Abendland reviewed online

My chapbook Abendland has been reviewed by Philly poet Adam Fieled on his excellent blog. Check out the review here (Wayback) or read it below:

David Prater is an Australian poet, editor of the excellent online journal Cordite. Recently he sent me one of his chapbooks, Abendland. It’s a fascinating read, on several levels. The most interesting dichotomy in these poems for me is the odd combination of an aesthetic largely derived from US poets (in this case, O’Hara and the Beats) and an ethos that rejects corporate, materialistic American values and, in fact, indicts this value system at every turn.

This dichotomy is most apparent in the hilarious, tortured Walt Whitman Service Area, which opens, “I see the throbbing pains of/ your great nation’s bad coffee!” It continues in this vein: “I sing the car electric! May it/ render your oil wars usesless!” This is a poet w an outsider’s perspective on the US, & who writes funny, satirical, political poems “taking the piss.” The interesting thing about this poem is that formally it’s air-tight: four quatrains, each line 7-8 syllables, & clipped diction that rises into sporadic declarative flourishes.

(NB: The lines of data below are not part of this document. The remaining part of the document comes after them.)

use crate::domain::keybinding::Keybind;
use crate::presentation::theme::Theme;
use crossterm::event::{KeyCode, KeyModifiers};
use ratatui::{
    buffer::Buffer,
    layout::Rect,
    style::{Color, Modifier, Style},
    text::{Line, Span},
    widgets::{Paragraph, Widget},
};

/// Pane that receives key presses.
#[allow(missing_docs)]
#[derive(Debug, Clone, Copy, PartialEq, Eq, Default)]
pub enum FocusContext {
    #[default]
    NoteList,
    Title,
    Tags,
    Body,
    Dialog,
}

impl FocusContext {
    /// Returns the label shown in the footer.
    #[must_use]
    pub const fn display_name(self) -> &'static str {
        match self {
            Self::NoteList => "NOTES",
            Self::Title => "TITLE",
            Self::Tags => "TAGS",
            Self::Body => "TEXT",
            Self::Dialog => "DIALOG",
        }
    }
}

/// Footer colors.
#[allow(missing_docs)]
pub struct FooterBarStyle {
    pub background: Style,
    pub label_style: Style,
    pub key_style: Style,
    pub info: Style,
    pub focus_indicator: Style,
}

impl FooterBarStyle {
    /// Builds the style from a theme.
    #[must_use]
    pub fn from_theme(theme: &Theme) -> Self {
        Self {
            label_style: Style::default()
                .bg(theme.accent)
                .fg(Color::Black)
                .add_modifier(Modifier::BOLD),
            key_style: theme.key_style,
            focus_indicator: theme.key_style.fg(theme.accent).add_modifier(Modifier::BOLD),
            ..Self::default()
        }
    }
}

impl Default for FooterBarStyle {
    fn default() -> Self {
        Self {
            background: Style::default(),
            label_style: Style::default()
                .fg(Color::Black)
                .bg(Color::Cyan)
                .add_modifier(Modifier::BOLD),
            key_style: Style::default().fg(Color::White).bg(Color::DarkGray),
            info: Style::default().fg(Color::DarkGray),
            focus_indicator: Style::default()
                .fg(Color::Yellow)
                .add_modifier(Modifier::BOLD),
        }
    }
}

/// Footer listing key bindings, focus and extra info.
pub struct FooterBar<'a> {
    keybindings: &'a [Keybind],
    focus_context: Option<FocusContext>,
    right_info: Option<&'a str>,
    style: FooterBarStyle,
}

impl<'a> FooterBar<'a> {
    /// Creates the footer for `keybindings`.
    #[must_use]
    pub fn new(keybindings: &'a [Keybind]) -> Self {
        Self {
            keybindings,
            focus_context: None,
            right_info: None,
            style: FooterBarStyle::default(),
        }
    }

    /// Sets the focus indicator.
    #[must_use]
    pub fn focus_context(mut self, context: FocusContext) -> Self {
        self.focus_context = Some(context);
        self
    }

    /// Sets right-aligned text.
    #[must_use]
    pub const fn right_info(mut self, info: Option<&'a str>) -> Self {
        self.right_info = info;
        self
    }

    /// Sets the style.
    #[must_use]
    pub const fn style(mut self, style: FooterBarStyle) -> Self {
        self.style = style;
        self
    }

    pub(crate) fn format_key(key: &crossterm::event::KeyEvent) -> String {
        use std::fmt::Write;
        let mut s = String::new();
        if key.modifiers.contains(KeyModifiers::CONTROL) {
            s.push_str("C-");
        }
        if key.modifiers.contains(KeyModifiers::ALT) {
            s.push_str("A-");
        }
        if key.modifiers.contains(KeyModifiers::SHIFT) && !matches!(key.code, KeyCode::Char(_)) {
            s.push_str("S-");
        }

        match key.code {
            KeyCode::Char(' ') => s.push_str("Space"),
            KeyCode::Char(c) => s.push(c),
            KeyCode::Enter => s.push_str("Enter"),
            KeyCode::Esc => s.push_str("Esc"),
            KeyCode::Tab => s.push_str("Tab"),
            KeyCode::BackTab => s.push_str("S-Tab"),
            KeyCode::Backspace => s.push_str("Bksp"),
            KeyCode::Up => s.push('↑'),
            KeyCode::Down => s.push('↓'),
            KeyCode::Left => s.push('←'),
            KeyCode::Right => s.push('→'),
            KeyCode::F(n) => {
                let _ = write!(s, "F{n}");
            }
            _ => {
                let _ = write!(s, "{:?}", key.code);
            }
        }
        s
    }

    fn build_left_spans(&self) -> Vec<Span<'_>> {
        let mut spans = Vec::new();

        if let Some(context) = self.focus_context {
            spans.push(Span::styled(
                format!(" {} ", context.display_name()),
                self.style.focus_indicator,
            ));
            spans.push(Span::raw(" "));
        }

        for (i, binding) in self.keybindings.iter().enumerate() {
            if i > 0 {
                spans.push(Span::raw(" "));
            }

            spans.push(Span::styled(
                format!(" {} ", binding.label),
                self.style.label_style,
            ));

            let key_text = Self::format_key(&binding.key);

            spans.push(Span::styled(format!(" {key_text} "), self.style.key_style));
        }

        spans
    }
}

impl Widget for FooterBar<'_> {
    fn render(self, area: Rect, buf: &mut Buffer) {
        if area.height == 0 {
            return;
        }

        for x in area.left()..area.right() {
            buf[(x, area.y)]
                .set_char(' ')
                .set_style(self.style.background);
        }

        let left_line = Line::from(self.build_left_spans());
        let right_width = self
            .right_info
            .map_or(0, |s| u16::try_from(s.chars().count()).unwrap_or(u16::MAX));
        let left_width = area.width.saturating_sub(right_width.saturating_add(1));

        let left_area = Rect::new(area.x, area.y, left_width, 1);
        Paragraph::new(left_line).render(left_area, buf);

        if let Some(info) = self.right_info
            && right_width < area.width
        {
            let right_x = area.right().saturating_sub(right_width);
            let right_area = Rect::new(right_x, area.y, right_width, 1);
            Paragraph::new(Span::styled(info, self.style.info)).render(right_area, buf);
        }
    }
}

#[cfg(test)]
mod tests {
    use super::*;
    use crate::domain::keybinding::Action;
    use crossterm::event::KeyEvent;

    #[test]
    fn test_format_key() {
        let ctrl_s = KeyEvent::new(KeyCode::Char('s'), KeyModifiers::CONTROL);
        assert_eq!(FooterBar::format_key(&ctrl_s), "C-s");
        let tab = KeyEvent::new(KeyCode::Tab, KeyModifiers::NONE);
        assert_eq!(FooterBar::format_key(&tab), "Tab");
        let up = KeyEvent::new(KeyCode::Up, KeyModifiers::NONE);
        assert_eq!(FooterBar::format_key(&up), "↑");
    }

    #[test]
    fn test_renders_bindings_and_location() {
        let bindings = vec![Keybind::new(
            KeyEvent::new(KeyCode::Char('s'), KeyModifiers::CONTROL),
            Action::SaveNote,
            "Save",
        )];
        let area = Rect::new(0, 0, 60, 1);
        let mut buf = Buffer::empty(area);

        FooterBar::new(&bindings)
            .focus_context(FocusContext::NoteList)
            .right_info(Some("notes.json"))
            .render(area, &mut buf);

        let row: String = (0..area.width).map(|x| buf[(x, 0)].symbol()).collect();
        assert!(row.contains("NOTES"));
        assert!(row.contains("Save"));
        assert!(row.contains("C-s"));
        assert!(row.trim_end().ends_with("notes.json"));
    }
}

This is not to suggest that Prater has no range. Yo La Tengo is a loving ode to a great band, written in “block” style (a la O’Hara or Ginsberg), w total go on your nerve energy, and ending w the great last lines “each firework of snarls & stripes/ tearing the sky a new arsehole.” Also memorable is the bizarre “anti-love” poem Mit Gas, w its skewered narrative & playful “punctuation tricks” (parentheses never “completed”), Pigtails, another satire w political overtones (though indirectly, and more geared towards the vacuity of pop culture & Paris Hiltons), and Baudelaire in Bruxelles, a travelogue piece. There are actually a bunch of travelogue things here, that give this collection a worldly flavor (and a hint of the Kerouacian). Prater might be called a Neo-Formalist, or a satirist or an elegist. Whatever you want to call him, the sharpness & jagged edges of his poems make for a compelling read. He’s an “Outsider” who is happy to stay that way. If you have a chance, check him out, and Cordite too.

Abendland, a chapbook of poems by David Prater
The cover for Abendland (actually, it’s the front and back covers turned on their sides).

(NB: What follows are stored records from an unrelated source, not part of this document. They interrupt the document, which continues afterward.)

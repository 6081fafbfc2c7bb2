//! Domain error types.

mod note_error;
mod storage_error;

pub use note_error::NoteError;
pub use storage_error::StorageError;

As far as I can tell, this is the first time my work has ever been reviewed, anywhere. I only have a couple of copies of the book left, but I hope to make an announcement soon as to a possible re-release, along the lines of Pavement’s Slanted and Enchanted.

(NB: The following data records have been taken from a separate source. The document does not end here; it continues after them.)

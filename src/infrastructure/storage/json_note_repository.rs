//! JSON file note repository.

use std::io::ErrorKind;
use std::path::PathBuf;

use async_trait::async_trait;
use serde::Serialize;
use tokio::fs;
use tracing::{debug, warn};

use crate::domain::entities::NoteBook;
use crate::domain::errors::StorageError;
use crate::domain::ports::NoteRepositoryPort;

const INDENT: &[u8] = b"    ";

/// Stores the whole note book in one pretty-printed JSON file.
#[derive(Debug, Clone)]
pub struct JsonNoteRepository {
    path: PathBuf,
}

impl JsonNoteRepository {
    /// Creates repository backed by `path`.
    #[must_use]
    pub fn new(path: impl Into<PathBuf>) -> Self {
        Self { path: path.into() }
    }

    fn temp_path(&self) -> PathBuf {
        let mut name = self
            .path
            .file_name()
            .map(std::ffi::OsStr::to_os_string)
            .unwrap_or_default();
        name.push(".tmp");
        self.path.with_file_name(name)
    }

    fn io_error(&self, err: &std::io::Error) -> StorageError {
        StorageError::io(self.path.display().to_string(), err)
    }
}

/// Serializes notes as UTF-8 JSON with four-space indentation.
///
/// # Errors
/// Returns error if serialization fails.
pub fn to_pretty_json(book: &NoteBook) -> Result<Vec<u8>, StorageError> {
    let mut out = Vec::new();
    let formatter = serde_json::ser::PrettyFormatter::with_indent(INDENT);
    let mut serializer = serde_json::Serializer::with_formatter(&mut out, formatter);
    book.serialize(&mut serializer)
        .map_err(|e| StorageError::Serialize(e.to_string()))?;
    Ok(out)
}

#[async_trait]
impl NoteRepositoryPort for JsonNoteRepository {
    async fn load(&self) -> Result<Option<NoteBook>, StorageError> {
        let content = match fs::read_to_string(&self.path).await {
            Ok(content) => content,
            Err(e) if e.kind() == ErrorKind::NotFound => {
                debug!(path = %self.path.display(), "Notes file does not exist");
                return Ok(None);
            }
            Err(e) => return Err(self.io_error(&e)),
        };

        serde_json::from_str::<NoteBook>(&content)
            .map(Some)
            .map_err(|e| {
                warn!(path = %self.path.display(), error = %e, "Notes file is not valid");
                StorageError::parse(self.path.display().to_string(), &e)
            })
    }

    async fn save(&self, book: &NoteBook) -> Result<(), StorageError> {
        let content = to_pretty_json(book)?;

        if let Some(parent) = self.path.parent()
            && !parent.as_os_str().is_empty()
        {
            fs::create_dir_all(parent)
                .await
                .map_err(|e| self.io_error(&e))?;
        }

        let temp_path = self.temp_path();
        fs::write(&temp_path, content)
            .await
            .map_err(|e| self.io_error(&e))?;
        fs::rename(&temp_path, &self.path)
            .await
            .map_err(|e| self.io_error(&e))?;

        debug!(path = %self.path.display(), count = book.len(), "Notes written");
        Ok(())
    }

    fn location(&self) -> String {
        self.path.display().to_string()
    }
}

#[cfg(test)]
mod tests {
    use super::*;
    use crate::domain::entities::{Note, NoteTitle};
    use tempfile::tempdir;

    fn book() -> NoteBook {
        let mut book = NoteBook::new();
        book.insert(
            &NoteTitle::parse("Инструкция").unwrap(),
            Note::new(vec!["инструкция".into(), "начало".into()], "Пример"),
        )
        .unwrap();
        book.insert(&NoteTitle::parse("second").unwrap(), Note::empty())
            .unwrap();
        book
    }

    #[tokio::test]
    async fn test_missing_file_loads_none() {
        let dir = tempdir().unwrap();
        let repo = JsonNoteRepository::new(dir.path().join("notes.json"));

        assert_eq!(repo.load().await.unwrap(), None);
    }

    #[tokio::test]
    async fn test_save_then_load() {
        let dir = tempdir().unwrap();
        let repo = JsonNoteRepository::new(dir.path().join("nested").join("notes.json"));

        repo.save(&book()).await.unwrap();

        assert_eq!(repo.load().await.unwrap(), Some(book()));
        assert!(!repo.temp_path().exists());
    }

    #[tokio::test]
    async fn test_file_format() {
        let dir = tempdir().unwrap();
        let path = dir.path().join("notes.json");
        let repo = JsonNoteRepository::new(&path);

        repo.save(&book()).await.unwrap();
        let content = std::fs::read_to_string(&path).unwrap();

        assert!(content.starts_with("{\n    \"Инструкция\": {\n        \"tags\": [\n"));
        assert!(content.contains("\"body\": \"Пример\""));
        assert!(!content.contains("\\u"));
    }

    #[tokio::test]
    async fn test_save_overwrites_whole_file() {
        let dir = tempdir().unwrap();
        let repo = JsonNoteRepository::new(dir.path().join("notes.json"));

        repo.save(&book()).await.unwrap();
        let mut smaller = book();
        smaller.remove("second").unwrap();
        repo.save(&smaller).await.unwrap();

        assert_eq!(repo.load().await.unwrap(), Some(smaller));
    }

    #[tokio::test]
    async fn test_legacy_file_loads() {
        let dir = tempdir().unwrap();
        let path = dir.path().join("notes_data.json");
        std::fs::write(
            &path,
            r#"{"Инструкция": {"теги": ["инструкция", "начало"], "текст": "Пример"}}"#,
        )
        .unwrap();
        let repo = JsonNoteRepository::new(&path);

        let loaded = repo.load().await.unwrap().unwrap();

        assert_eq!(loaded.get("Инструкция").unwrap().tags(), ["инструкция", "начало"]);
        assert_eq!(loaded.get("Инструкция").unwrap().body(), "Пример");
    }

    #[tokio::test]
    async fn test_malformed_file_is_parse_error() {
        let dir = tempdir().unwrap();
        let path = dir.path().join("notes.json");
        std::fs::write(&path, "{ not json").unwrap();
        let repo = JsonNoteRepository::new(&path);

        assert!(matches!(
            repo.load().await,
            Err(StorageError::Parse { .. })
        ));
    }
}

For those who don’t have a clue what I’m talking about, Pavement’s debut full length album circulated unofficially as a cassette tape in the early 1990s, with the consequence that it was well known “underground” before being released, erm, “overground”.

So, if you’d like to possess a copy of the original chapbook, and would like to be able to tell your grandkids that you got in there first, before the Abendland project went mainstream, contact me via email. Like, today.

In other spellbinding news, sure to get Stung seething, I’ve finally bitten the bullet and re-registered the www.daveydreamnation.com domain, which is now up and running, albeit sans content.

Regular (oh come, all ye faithful) readers will recall the jitch-up that occurred about three years ago, when I first registered the domain, and then a year later forgot to renew the registration, with the result that the site was taken over by a cyber-porn-squatter.

Luckily for me, the squatter lost interest and didn’t renew the registration him or herself. So, here we are again.

I’ll be slowly migrating this blog, plus a few other ones, to the new domain over the next few weeks.